(PROVIDED MATERIAL Opens)

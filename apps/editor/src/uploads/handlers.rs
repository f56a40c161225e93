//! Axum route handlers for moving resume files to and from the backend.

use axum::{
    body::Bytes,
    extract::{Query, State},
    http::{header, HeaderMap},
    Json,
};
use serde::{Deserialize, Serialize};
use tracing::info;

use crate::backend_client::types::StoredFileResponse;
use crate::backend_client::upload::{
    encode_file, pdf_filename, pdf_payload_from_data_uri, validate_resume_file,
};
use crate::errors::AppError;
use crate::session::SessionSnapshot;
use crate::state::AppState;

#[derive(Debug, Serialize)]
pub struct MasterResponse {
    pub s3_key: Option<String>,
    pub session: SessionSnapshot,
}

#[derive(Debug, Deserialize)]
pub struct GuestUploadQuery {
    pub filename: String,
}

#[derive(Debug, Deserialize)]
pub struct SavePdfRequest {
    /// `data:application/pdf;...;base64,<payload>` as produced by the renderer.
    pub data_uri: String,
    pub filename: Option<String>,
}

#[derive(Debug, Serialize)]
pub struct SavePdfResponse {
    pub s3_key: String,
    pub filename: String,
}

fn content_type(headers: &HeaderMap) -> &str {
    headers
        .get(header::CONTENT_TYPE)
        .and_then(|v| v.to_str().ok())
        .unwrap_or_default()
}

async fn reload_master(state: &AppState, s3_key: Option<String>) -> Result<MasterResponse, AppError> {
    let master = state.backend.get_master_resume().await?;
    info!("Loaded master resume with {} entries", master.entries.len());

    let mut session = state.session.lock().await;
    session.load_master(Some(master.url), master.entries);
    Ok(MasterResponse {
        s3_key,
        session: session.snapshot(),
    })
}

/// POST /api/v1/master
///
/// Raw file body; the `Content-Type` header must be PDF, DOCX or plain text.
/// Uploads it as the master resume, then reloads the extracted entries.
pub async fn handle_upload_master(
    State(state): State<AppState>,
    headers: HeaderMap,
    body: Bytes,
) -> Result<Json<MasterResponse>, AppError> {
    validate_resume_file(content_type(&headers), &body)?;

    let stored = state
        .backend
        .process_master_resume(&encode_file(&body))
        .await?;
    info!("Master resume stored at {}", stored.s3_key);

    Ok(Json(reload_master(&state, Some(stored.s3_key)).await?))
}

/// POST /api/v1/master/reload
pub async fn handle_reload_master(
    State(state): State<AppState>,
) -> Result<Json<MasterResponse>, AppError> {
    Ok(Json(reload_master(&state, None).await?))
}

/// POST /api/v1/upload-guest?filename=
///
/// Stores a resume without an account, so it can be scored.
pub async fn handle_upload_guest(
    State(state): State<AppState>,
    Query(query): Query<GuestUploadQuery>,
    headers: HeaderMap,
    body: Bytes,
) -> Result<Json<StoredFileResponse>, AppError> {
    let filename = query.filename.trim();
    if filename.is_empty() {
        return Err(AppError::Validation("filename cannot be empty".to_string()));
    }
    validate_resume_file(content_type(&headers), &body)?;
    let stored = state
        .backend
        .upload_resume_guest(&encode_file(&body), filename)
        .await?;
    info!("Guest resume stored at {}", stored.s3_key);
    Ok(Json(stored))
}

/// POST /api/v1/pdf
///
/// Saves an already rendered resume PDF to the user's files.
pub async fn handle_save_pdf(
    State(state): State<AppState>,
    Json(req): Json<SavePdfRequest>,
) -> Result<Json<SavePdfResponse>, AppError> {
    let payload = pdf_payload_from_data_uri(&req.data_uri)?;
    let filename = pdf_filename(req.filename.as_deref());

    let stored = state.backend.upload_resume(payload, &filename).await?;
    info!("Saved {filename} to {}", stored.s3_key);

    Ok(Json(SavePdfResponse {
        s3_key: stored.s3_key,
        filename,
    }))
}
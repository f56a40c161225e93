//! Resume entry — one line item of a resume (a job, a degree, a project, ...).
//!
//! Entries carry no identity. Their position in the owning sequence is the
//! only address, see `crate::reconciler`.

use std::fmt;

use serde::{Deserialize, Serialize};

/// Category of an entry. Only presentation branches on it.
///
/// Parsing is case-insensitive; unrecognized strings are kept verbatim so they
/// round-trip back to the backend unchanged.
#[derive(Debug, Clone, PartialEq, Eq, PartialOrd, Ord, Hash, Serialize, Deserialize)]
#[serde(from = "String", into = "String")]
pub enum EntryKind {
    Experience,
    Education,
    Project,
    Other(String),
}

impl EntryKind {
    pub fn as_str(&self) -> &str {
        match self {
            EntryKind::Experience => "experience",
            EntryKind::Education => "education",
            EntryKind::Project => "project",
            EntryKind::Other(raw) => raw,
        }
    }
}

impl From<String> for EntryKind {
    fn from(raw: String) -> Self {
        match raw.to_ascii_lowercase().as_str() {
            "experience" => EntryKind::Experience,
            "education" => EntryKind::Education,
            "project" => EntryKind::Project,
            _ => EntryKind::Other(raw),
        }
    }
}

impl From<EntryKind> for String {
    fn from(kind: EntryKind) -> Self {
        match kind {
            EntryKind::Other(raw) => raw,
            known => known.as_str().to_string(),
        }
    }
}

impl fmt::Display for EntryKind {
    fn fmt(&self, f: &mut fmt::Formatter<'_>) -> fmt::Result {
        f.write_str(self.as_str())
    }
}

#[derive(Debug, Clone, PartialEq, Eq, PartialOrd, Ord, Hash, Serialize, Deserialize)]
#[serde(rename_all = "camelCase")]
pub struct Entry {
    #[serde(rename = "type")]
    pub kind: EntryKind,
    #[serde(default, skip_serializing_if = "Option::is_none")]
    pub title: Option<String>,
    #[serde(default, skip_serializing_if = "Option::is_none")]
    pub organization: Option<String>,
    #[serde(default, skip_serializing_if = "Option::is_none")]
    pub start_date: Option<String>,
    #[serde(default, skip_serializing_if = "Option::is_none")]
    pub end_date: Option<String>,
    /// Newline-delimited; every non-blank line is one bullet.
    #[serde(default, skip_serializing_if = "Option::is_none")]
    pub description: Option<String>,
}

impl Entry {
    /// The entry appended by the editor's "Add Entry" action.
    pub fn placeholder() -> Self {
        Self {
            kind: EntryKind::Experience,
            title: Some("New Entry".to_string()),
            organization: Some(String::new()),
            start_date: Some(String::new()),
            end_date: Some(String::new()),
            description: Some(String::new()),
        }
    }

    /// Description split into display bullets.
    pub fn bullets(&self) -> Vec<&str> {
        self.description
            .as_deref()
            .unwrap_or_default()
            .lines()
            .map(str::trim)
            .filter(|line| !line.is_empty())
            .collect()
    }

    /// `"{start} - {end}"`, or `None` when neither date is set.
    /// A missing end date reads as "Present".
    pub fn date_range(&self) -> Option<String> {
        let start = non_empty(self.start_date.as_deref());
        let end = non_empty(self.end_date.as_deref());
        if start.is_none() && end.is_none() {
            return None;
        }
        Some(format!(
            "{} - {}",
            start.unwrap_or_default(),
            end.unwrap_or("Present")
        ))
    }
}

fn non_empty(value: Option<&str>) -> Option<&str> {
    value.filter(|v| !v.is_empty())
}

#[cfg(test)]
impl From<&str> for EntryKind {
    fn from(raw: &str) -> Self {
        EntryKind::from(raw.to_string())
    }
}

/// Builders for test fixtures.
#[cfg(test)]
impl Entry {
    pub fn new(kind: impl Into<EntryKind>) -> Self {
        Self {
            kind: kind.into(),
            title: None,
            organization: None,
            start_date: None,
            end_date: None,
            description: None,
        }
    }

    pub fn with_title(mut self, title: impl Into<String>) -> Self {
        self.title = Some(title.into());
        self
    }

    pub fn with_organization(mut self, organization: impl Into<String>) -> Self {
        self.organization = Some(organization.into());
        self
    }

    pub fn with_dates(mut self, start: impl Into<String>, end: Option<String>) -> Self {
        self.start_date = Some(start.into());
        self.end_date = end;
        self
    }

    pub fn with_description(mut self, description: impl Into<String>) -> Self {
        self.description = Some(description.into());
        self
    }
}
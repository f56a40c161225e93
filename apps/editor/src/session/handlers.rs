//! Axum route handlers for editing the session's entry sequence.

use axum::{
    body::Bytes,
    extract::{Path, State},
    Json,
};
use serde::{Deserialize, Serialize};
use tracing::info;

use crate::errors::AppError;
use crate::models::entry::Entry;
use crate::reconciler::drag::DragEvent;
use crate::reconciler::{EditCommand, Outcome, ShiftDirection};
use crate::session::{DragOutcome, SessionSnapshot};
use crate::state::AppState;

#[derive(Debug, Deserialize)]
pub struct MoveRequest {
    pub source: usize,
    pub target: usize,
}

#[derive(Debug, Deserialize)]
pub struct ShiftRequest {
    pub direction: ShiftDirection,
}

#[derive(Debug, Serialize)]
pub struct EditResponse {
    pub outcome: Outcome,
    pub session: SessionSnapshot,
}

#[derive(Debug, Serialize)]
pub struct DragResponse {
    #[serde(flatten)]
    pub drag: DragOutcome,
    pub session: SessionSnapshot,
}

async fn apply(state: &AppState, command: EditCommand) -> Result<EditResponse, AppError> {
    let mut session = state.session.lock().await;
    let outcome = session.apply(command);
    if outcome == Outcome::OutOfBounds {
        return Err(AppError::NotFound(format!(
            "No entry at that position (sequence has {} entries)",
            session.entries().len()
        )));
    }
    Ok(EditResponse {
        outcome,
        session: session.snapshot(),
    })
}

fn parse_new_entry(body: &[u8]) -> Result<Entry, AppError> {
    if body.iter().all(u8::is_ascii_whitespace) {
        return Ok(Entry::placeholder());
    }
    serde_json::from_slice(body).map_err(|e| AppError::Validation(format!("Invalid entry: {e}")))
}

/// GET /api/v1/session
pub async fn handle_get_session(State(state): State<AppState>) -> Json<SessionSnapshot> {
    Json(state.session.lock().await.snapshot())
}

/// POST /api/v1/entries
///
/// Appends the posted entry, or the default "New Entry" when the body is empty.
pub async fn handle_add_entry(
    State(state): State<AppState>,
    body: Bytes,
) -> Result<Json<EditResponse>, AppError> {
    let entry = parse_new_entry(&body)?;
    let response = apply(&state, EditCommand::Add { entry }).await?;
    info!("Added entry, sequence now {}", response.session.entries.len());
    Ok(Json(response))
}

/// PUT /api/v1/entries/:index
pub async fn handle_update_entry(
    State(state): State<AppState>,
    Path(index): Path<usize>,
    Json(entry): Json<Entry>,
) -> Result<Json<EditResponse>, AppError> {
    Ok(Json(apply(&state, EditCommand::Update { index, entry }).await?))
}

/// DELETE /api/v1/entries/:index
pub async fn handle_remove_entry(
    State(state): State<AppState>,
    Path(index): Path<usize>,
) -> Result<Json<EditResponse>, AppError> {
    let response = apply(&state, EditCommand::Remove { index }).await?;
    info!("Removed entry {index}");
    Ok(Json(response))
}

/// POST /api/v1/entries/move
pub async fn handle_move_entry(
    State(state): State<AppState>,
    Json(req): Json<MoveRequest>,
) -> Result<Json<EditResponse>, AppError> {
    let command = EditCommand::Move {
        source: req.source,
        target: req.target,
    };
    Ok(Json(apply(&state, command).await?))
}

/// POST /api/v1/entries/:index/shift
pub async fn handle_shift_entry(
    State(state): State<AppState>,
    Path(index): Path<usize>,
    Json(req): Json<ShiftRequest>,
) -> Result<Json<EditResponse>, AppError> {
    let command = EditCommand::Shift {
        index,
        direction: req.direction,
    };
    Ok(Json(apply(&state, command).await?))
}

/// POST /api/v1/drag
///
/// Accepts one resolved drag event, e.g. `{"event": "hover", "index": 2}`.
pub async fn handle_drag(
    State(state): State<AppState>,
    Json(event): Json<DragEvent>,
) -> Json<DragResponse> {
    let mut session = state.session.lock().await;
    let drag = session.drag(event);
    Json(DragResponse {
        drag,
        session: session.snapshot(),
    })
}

(PROVIDED MATERIAL Closes)

- **EXERCISE**
Search the material for "Validation" and copy each matching line.

- **EXPECTED ANSWER**
        return Err(AppError::Validation("filename cannot be empty".to_string()));
    serde_json::from_slice(body).map_err(|e| AppError::Validation(format!("Invalid entry: {e}")))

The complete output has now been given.